Time and Place. Monday 12 June 2017, 11:00–12:00, ZIB Seminar Room 2006, Zuse Institute Berlin, Takustraße 7, 14195 Berlin

Abstract. We consider variational regularisation methods for inverse problems with large noise, which is in general unbounded in the image space of the forward operator. We introduce a Banach space setting that allows to define a reasonable notion of solutions for more general noise in a larger space provided one has sufficient mapping properties of the forward operator. As an example we study the particularly important cases of one- and p-homogeneous regularisation functionals. As a natural further step we study stochastic noise models and in particular white noise, for which we derive error estimates in terms of the expectation of the Bregman distance. As an example we study total variation prior. This is joint work with Martin Burger and Tapio Helin.

Published on Wednesday 31 May 2017 at 16:00 UTC #event #uq-talk #inverse-problems

### Preprint: Probabilistic numerical methods for PDE-constrained Bayesian inverse problems

Jon Cockayne, Chris Oates, Mark Girolami and I have just uploaded a preprint of our latest paper, “Probabilistic numerical methods for PDE-constrained Bayesian inverse problems” to the arXiv. This paper is intended to complement our earlier work “Probabilistic meshless methods for partial differential equations and Bayesian inverse problems” and to give a more concise presentation of the main ideas, aimed at a general audience.

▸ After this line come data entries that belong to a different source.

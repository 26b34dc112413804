//! Per-sub-step telemetry.
//!
//! Records what the loop saw and what it commanded. How records are shown or
//! stored is up to the sink.

use std::io::Write;

use serde::{Deserialize, Serialize};
use tracing::{debug, warn};

use crate::frame::FlipState;
use crate::source::SkyAngles;

/// What happened to a sub-step's command
#[derive(Debug, Clone, PartialEq, Serialize, Deserialize)]
#[serde(tag = "outcome", rename_all = "snake_case")]
pub enum StepOutcome {
    Dispatched,
    BelowCutoff,
    DispatchFailed { reason: String },
}

#[derive(Debug, Clone, PartialEq, Serialize, Deserialize)]
pub struct TrackingSample {
    pub cycle: u64,
    pub sub_step: u32,
    /// Seconds from cycle start
    pub offset_s: f64,
    pub sky: SkyAngles,
    /// Clamped gimbal azimuth, absent when nothing was mapped
    pub gimbal_az_deg: Option<f64>,
    pub gimbal_el_deg: Option<f64>,
    pub flip: FlipState,
    #[serde(flatten)]
    pub outcome: StepOutcome,
}

pub trait TelemetrySink {
    fn record(&mut self, sample: &TrackingSample);
}

/// Discards everything.
#[derive(Debug, Default, Clone, Copy)]
pub struct NullTelemetry;

impl TelemetrySink for NullTelemetry {
    fn record(&mut self, _sample: &TrackingSample) {}
}

impl TelemetrySink for Vec<TrackingSample> {
    fn record(&mut self, sample: &TrackingSample) {
        self.push(sample.clone());
    }
}

impl<T: TelemetrySink + ?Sized> TelemetrySink for &mut T {
    fn record(&mut self, sample: &TrackingSample) {
        (**self).record(sample)
    }
}

/// Emits each sample as a debug event.
#[derive(Debug, Default, Clone, Copy)]
pub struct TracingTelemetry;

impl TelemetrySink for TracingTelemetry {
    fn record(&mut self, s: &TrackingSample) {
        debug!(
            cycle = s.cycle,
            step = s.sub_step,
            az_sky = s.sky.azimuth_deg,
            el_sky = s.sky.elevation_deg,
            az_gim = ?s.gimbal_az_deg,
            el_gim = ?s.gimbal_el_deg,
            flip = ?s.flip,
            outcome = ?s.outcome,
            "sub-step"
        );
    }
}

/// One JSON object per line, for dry-run displays and log capture.
pub struct JsonLinesTelemetry<W: Write> {
    writer: W,
}

impl<W: Write> JsonLinesTelemetry<W> {
    pub fn new(writer: W) -> Self {
        Self { writer }
    }

    pub fn into_inner(self) -> W {
        self.writer
    }
}

impl<W: Write> TelemetrySink for JsonLinesTelemetry<W> {
    fn record(&mut self, sample: &TrackingSample) {
        let written = serde_json::to_writer(&mut self.writer, sample)
            .map_err(std::io::Error::from)
            .and_then(|_| self.writer.write_all(b"\n"));
        if let Err(e) = written {
            warn!("telemetry write failed: {}", e);
        }
    }
}
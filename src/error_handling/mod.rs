//! Error handling.
//!
//! This module provides:
//! - `ExecutorError`, the tagged failure of one executor call
//! - `ErrorCode`, the stable numeric taxonomy reported to callers
//! - Categorization of transport errors

mod categorization;
mod types;

pub use categorization::categorize_reqwest_error;
pub(crate) use categorization::network_error;
pub use types::{ErrorCode, ErrorFamily, ExecutorError, InitializationError, NetworkFailureKind};
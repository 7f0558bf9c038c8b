//! Error type definitions.
//!
//! This module defines the executor error, the stable numeric codes callers
//! branch on, and the sub-kinds used to describe network failures.

use log::SetLoggerError;
use reqwest::Error as ReqwestError;
use strum_macros::EnumIter as EnumIterMacro;
use thiserror::Error;

/// Error types for initialization failures.
#[derive(Error, Debug)]
#[allow(clippy::enum_variant_names)] // All variants end with "Error" by convention
pub enum InitializationError {
    /// Error initializing the logger.
    #[error("Logger initialization error: {0}")]
    LoggerError(#[from] SetLoggerError),
}

/// Failure of a single executor call.
///
/// Each variant is constructed at the site where the failure happens and maps
/// to exactly one [`ErrorCode`]; nothing is classified by inspecting message
/// text.
#[derive(Error, Debug)]
pub enum ExecutorError {
    /// Method outside the GET/POST whitelist.
    #[error("invalid HTTP method: {0:?}")]
    InvalidMethod(String),

    /// Header JSON is malformed, not a flat string map, or holds an invalid
    /// header name/value.
    #[error("failed to parse headers: {0}")]
    HeaderParse(String),

    /// No identification header was supplied.
    #[error("the User-Agent header is required")]
    MissingIdentification,

    /// Proxy URL could not be parsed or is not usable as a proxy.
    #[error("invalid proxy URL{}: {reason}", quoted_proxy(.url))]
    ProxyConfig {
        /// Proxy URL with any userinfo removed; `None` when it did not parse
        url: Option<String>,
        /// Why it was rejected
        reason: String,
    },

    /// Request body is larger than the configured ceiling.
    #[error("request body size exceeds limit: {size} bytes (max {limit})")]
    BodySizeExceeded {
        /// Size of the rejected body
        size: usize,
        /// Configured ceiling
        limit: usize,
    },

    /// Target URL is not an absolute http(s) URL.
    #[error("invalid target URL {url:?}: {reason}")]
    InvalidUrl {
        /// Target URL as supplied by the caller
        url: String,
        /// Why it was rejected
        reason: String,
    },

    /// The redirect chain hit the configured hop limit.
    #[error("stopped after {0} redirects")]
    RedirectExceeded(usize),

    /// The request could not be sent or no response head was received.
    #[error("network error ({kind}): {source}")]
    Network {
        /// Coarse cause derived from the transport error
        kind: NetworkFailureKind,
        /// Underlying transport error
        #[source]
        source: ReqwestError,
    },

    /// The response head arrived but the body stream failed.
    #[error("failed to read response body: {0}")]
    ReadResponse(#[source] ReqwestError),

    /// Anything else (client construction failure, caught panic, ...).
    #[error("{0}")]
    Unknown(String),
}

fn quoted_proxy(url: &Option<String>) -> String {
    url.as_ref().map(|u| format!(" {u:?}")).unwrap_or_default()
}

impl ExecutorError {
    /// Returns the stable code for this error.
    pub fn code(&self) -> ErrorCode {
        match self {
            ExecutorError::InvalidMethod(_) => ErrorCode::InvalidMethod,
            ExecutorError::HeaderParse(_) => ErrorCode::HeaderParse,
            ExecutorError::MissingIdentification => ErrorCode::MissingUserAgent,
            ExecutorError::ProxyConfig { .. } => ErrorCode::ProxyConfig,
            ExecutorError::BodySizeExceeded { .. } => ErrorCode::BodySize,
            ExecutorError::InvalidUrl { .. } => ErrorCode::InvalidUrl,
            ExecutorError::RedirectExceeded(_) => ErrorCode::RedirectExceeded,
            ExecutorError::Network { .. } => ErrorCode::Network,
            ExecutorError::ReadResponse(_) => ErrorCode::ReadResponse,
            ExecutorError::Unknown(_) => ErrorCode::Unknown,
        }
    }

    /// True for failures detected before any network I/O.
    pub fn is_validation(&self) -> bool {
        self.code().family() == ErrorFamily::Caller
    }
}

/// Stable numeric error codes reported in the result envelope.
///
/// The thousands digit is the family: 3xxx redirect, 4xxx caller input,
/// 5xxx transport/server.
#[derive(Debug, Clone, Copy, PartialEq, Eq, Hash, EnumIterMacro)]
pub enum ErrorCode {
    RedirectExceeded,
    InvalidMethod,
    HeaderParse,
    MissingUserAgent,
    ProxyConfig,
    BodySize,
    InvalidUrl,
    Unknown,
    Network,
    ReadResponse,
}

/// Error code families.
#[derive(Debug, Clone, Copy, PartialEq, Eq, Hash, EnumIterMacro)]
pub enum ErrorFamily {
    /// 3xxx
    Redirect,
    /// 4xxx
    Caller,
    /// 5xxx
    Transport,
}

impl ErrorCode {
    /// Numeric value emitted as `error_code`.
    pub const fn as_u16(self) -> u16 {
        match self {
            ErrorCode::RedirectExceeded => 3001,
            ErrorCode::InvalidMethod => 4001,
            ErrorCode::HeaderParse => 4002,
            ErrorCode::MissingUserAgent => 4003,
            ErrorCode::ProxyConfig => 4004,
            ErrorCode::BodySize => 4005,
            ErrorCode::InvalidUrl => 4006,
            ErrorCode::Unknown => 5000,
            ErrorCode::Network => 5001,
            ErrorCode::ReadResponse => 5002,
        }
    }

    pub fn family(self) -> ErrorFamily {
        match self.as_u16() / 1000 {
            3 => ErrorFamily::Redirect,
            4 => ErrorFamily::Caller,
            _ => ErrorFamily::Transport,
        }
    }

    pub fn as_str(&self) -> &'static str {
        match self {
            ErrorCode::RedirectExceeded => "Redirect limit exceeded",
            ErrorCode::InvalidMethod => "Invalid HTTP method",
            ErrorCode::HeaderParse => "Header parse error",
            ErrorCode::MissingUserAgent => "Missing User-Agent",
            ErrorCode::ProxyConfig => "Proxy configuration error",
            ErrorCode::BodySize => "Body size exceeded",
            ErrorCode::InvalidUrl => "Invalid target URL",
            ErrorCode::Unknown => "Unknown error",
            ErrorCode::Network => "Network error",
            ErrorCode::ReadResponse => "Response read error",
        }
    }
}

impl std::fmt::Display for ErrorCode {
    fn fmt(&self, f: &mut std::fmt::Formatter<'_>) -> std::fmt::Result {
        write!(f, "{} ({})", self.as_str(), self.as_u16())
    }
}

/// Coarse cause of a network failure.
#[derive(Debug, Clone, Copy, PartialEq, Eq, Hash, EnumIterMacro)]
pub enum NetworkFailureKind {
    Timeout,
    Connect,
    Request,
    Other,
}

impl NetworkFailureKind {
    pub fn as_str(&self) -> &'static str {
        match self {
            NetworkFailureKind::Timeout => "timeout",
            NetworkFailureKind::Connect => "connect",
            NetworkFailureKind::Request => "request",
            NetworkFailureKind::Other => "other",
        }
    }
}

impl std::fmt::Display for NetworkFailureKind {
    fn fmt(&self, f: &mut std::fmt::Formatter<'_>) -> std::fmt::Result {
        f.write_str(self.as_str())
    }
}
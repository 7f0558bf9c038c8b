//! HTTP header name constants.
//!
//! Names the executor looks up in caller-supplied headers and in responses.

/// Identification header every caller must supply
pub const HEADER_USER_AGENT: &str = "User-Agent";
/// Declares the request body encoding (drives form normalization)
pub const HEADER_CONTENT_TYPE: &str = "Content-Type";

// Credential-bearing headers
/// Authorization header
pub const HEADER_AUTHORIZATION: &str = "Authorization";
/// Cookie header
pub const HEADER_COOKIE: &str = "Cookie";
/// Proxy-Authorization header
pub const HEADER_PROXY_AUTHORIZATION: &str = "Proxy-Authorization";

/// Headers removed when `strip_sensitive_headers` is enabled, and always
/// removed when a followed redirect leaves the original origin.
pub const SENSITIVE_HEADERS: &[&str] = &[
    HEADER_AUTHORIZATION,
    HEADER_COOKIE,
    HEADER_PROXY_AUTHORIZATION,
];
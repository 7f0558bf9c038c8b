//! HTTP response capture.
//!
//! This module turns the final response of a chain into a bounded,
//! serializable snapshot.

mod extract;
mod types;

pub(crate) use extract::capture_response;
pub use extract::{canonical_header_name, extract_headers};
pub use types::{CookieRecord, ResponseSnapshot};
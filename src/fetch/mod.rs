//! Single-call request execution.
//!
//! Runs one call through the pipeline:
//! request validation → transport selection → redirect policy →
//! send and follow → bounded response capture.
//!
//! Any stage can fail; the failure is returned as a tagged `ExecutorError`
//! and nothing is retried.

pub mod redirects;
pub mod request;
pub mod response;

use log::{debug, warn};

use crate::config::ExecutorConfig;
use crate::envelope::ResultEnvelope;
use crate::error_handling::ExecutorError;
use crate::initialization::{init_client, Transport};
use redirects::{send_following_redirects, RedirectPolicy};
use request::{prepare_request, RequestSpec};
use response::{capture_response, ResponseSnapshot};

/// Executes one request and captures the response.
///
/// Validation failures are returned before any connection is opened. The
/// client is built for this call only and dropped when it returns.
///
/// # Errors
///
/// Returns the `ExecutorError` of the first stage that failed.
///
/// # Example
///
/// ```no_run
/// use nethttp_bridge::{execute, ExecutorConfig, RequestSpec};
///
/// # async fn example() -> Result<(), Box<dyn std::error::Error>> {
/// let spec = RequestSpec::new("GET", "https://example.com/")
///     .headers_json(r#"{"User-Agent": "demo/1.0"}"#);
/// let snapshot = execute(&spec, &ExecutorConfig::default()).await?;
/// println!("{} ({} bytes)", snapshot.status, snapshot.body_size);
/// # Ok(())
/// # }
/// ```
pub async fn execute(
    spec: &RequestSpec,
    config: &ExecutorConfig,
) -> Result<ResponseSnapshot, ExecutorError> {
    let request = prepare_request(spec, config)?;
    let transport = Transport::select(&spec.proxy_url)?;
    let client = init_client(&transport, config)?;
    let policy = RedirectPolicy::from_flag(spec.disable_redirects, config.max_redirects);

    debug!(
        "Executing {} {} via {} ({:?})",
        request.method.as_str(),
        request.url,
        transport,
        policy
    );

    let (response, chain) = send_following_redirects(&client, request, policy).await?;
    capture_response(response, chain, config.max_response_body_bytes).await
}

/// Executes one request and wraps the outcome in a [`ResultEnvelope`].
///
/// Never fails: every error is folded into the envelope.
pub async fn execute_envelope(spec: &RequestSpec, config: &ExecutorConfig) -> ResultEnvelope {
    let outcome = execute(spec, config).await;
    if let Err(e) = &outcome {
        if e.is_validation() {
            debug!("Rejected {} {}: {} [{}]", spec.method, spec.url, e, e.code());
        } else {
            warn!("{} {} failed: {} [{}]", spec.method, spec.url, e, e.code());
        }
    }
    ResultEnvelope::from(outcome)
}
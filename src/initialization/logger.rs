//! Logger initialization.
//!
//! This module provides functions to initialize the logger with custom formatting.

use std::io::Write;

use crate::config::LogFormat;
use crate::error_handling::InitializationError;
use colored::*;
use log::LevelFilter;

/// Initializes the logger with the specified level and format.
///
/// Configures `env_logger` with custom formatting. Supports both plain text
/// (with colors) and JSON formats for structured logging.
///
/// `level` sets this crate's verbosity and a few noisy dependencies get
/// quieter defaults. Directives in `RUST_LOG` are applied afterwards, so any
/// module named there (this crate included) takes the `RUST_LOG` level.
///
/// # Arguments
///
/// * `level` - Minimum log level to display for this crate
/// * `format` - Log format (Plain or Json)
///
/// # Errors
///
/// Returns `InitializationError::LoggerError` if a logger is already installed.
///
/// # Examples
///
/// ```bash
/// # Per-module filtering via RUST_LOG
/// RUST_LOG=nethttp_bridge=debug,reqwest=info python host.py
/// ```
pub fn init_logger_with(level: LevelFilter, format: LogFormat) -> Result<(), InitializationError> {
    let rust_log = std::env::var(env_logger::DEFAULT_FILTER_ENV).ok();
    let mut builder = build_logger(level, format, rust_log.as_deref());
    if let Ok(style) = std::env::var(env_logger::DEFAULT_WRITE_STYLE_ENV) {
        builder.parse_write_style(&style);
    }

    // The host may load the library more than once per process
    builder.try_init().map_err(InitializationError::from)?;

    Ok(())
}

/// Assembles the logger without installing it.
fn build_logger(level: LevelFilter, format: LogFormat, rust_log: Option<&str>) -> env_logger::Builder {
    let mut builder = env_logger::Builder::new();

    builder.filter_level(LevelFilter::Warn);
    builder.filter_module("reqwest", LevelFilter::Info);
    builder.filter_module("hyper", LevelFilter::Info);
    builder.filter_module("hyper_util", LevelFilter::Info);
    builder.filter_module("rustls", LevelFilter::Warn);
    builder.filter_module("nethttp_bridge", level);

    // Later directives replace earlier ones for the same module
    if let Some(filters) = rust_log {
        builder.parse_filters(filters);
    }

    match format {
        LogFormat::Json => {
            builder.format(|buf, record| {
                writeln!(
                    buf,
                    "{{\"ts\":{},\"level\":\"{}\",\"target\":\"{}\",\"msg\":{}}}",
                    chrono::Utc::now().timestamp_millis(),
                    record.level(),
                    record.target(),
                    serde_json::to_string(&record.args().to_string())
                        .unwrap_or_else(|_| "\"\"".into())
                )
            });
        }
        LogFormat::Plain => {
            builder.format(|buf, record| {
                let level = record.level();
                let colored_level = match level {
                    log::Level::Error => level.to_string().red(),
                    log::Level::Warn => level.to_string().yellow(),
                    log::Level::Info => level.to_string().green(),
                    log::Level::Debug => level.to_string().blue(),
                    log::Level::Trace => level.to_string().purple(),
                };

                writeln!(
                    buf,
                    "{} {} [{}] {}",
                    chrono::Local::now().format("%H:%M:%S%.3f"),
                    record.target().cyan(),
                    colored_level,
                    record.args()
                )
            });
        }
    }

    builder
}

Published on Wednesday 18 January 2017 at 12:00 UTC #publication #preprint #prob-num #inverse-problems

### Preprint: Bayesian inversion with heavy-tailed stable priors

A revised version of “Well-posed Bayesian inverse problems and heavy-tailed stable quasi-Banach space priors” has been released on arXiv today. Among other improvements, the revised version incorporates additional remarks on the connection to the existing literature on stable distributions in Banach spaces, and generalises the results of the previous version of the paper to quasi-Banach spaces, which are like complete normed vector spaces in every respect except that the triangle inequality only holds in the weakened form

$$\| x + y \| \leq C ( \| x \| + \| y \| )$$

for some constant $$C \geq 1$$.

Published on Monday 21 November 2016 at 11:30 UTC #publication #preprint #inverse-problems #cauchy-distribution

### Preprint: Bayesian inversion with heavy-tailed stable priors

Just uploaded to the arXiv: “Well-posed Bayesian inverse problems and heavy-tailed stable Banach space priors”. This article builds on the function-space formulation of Bayesian inverse problems advocated by Stuart et al. to allow the prior to be heavy-tailed: not only may it not be exponentially integrable, as is the case for a Gaussian or Besov measure, it might not even have a well-defined mean, as in the case of the famous Cauchy distribution on $$\mathbb{R}$$.

Abstract. This article extends the framework of Bayesian inverse problems in infinite-dimensional parameter spaces, as advocated by Stuart (Acta Numer. 19:451–559, 2010) and others, to the case of a heavy-tailed prior measure in the family of stable distributions, such as an infinite-dimensional Cauchy distribution, for which polynomial moments are infinite or undefined. It is shown that analogues of the Karhunen–Loève expansion for square-integrable random variables can be used to sample such measures. Furthermore, under weaker regularity assumptions than those used to date, the Bayesian posterior measure is shown to depend Lipschitz continuously in the Hellinger metric upon perturbations of the misfit function and observed data.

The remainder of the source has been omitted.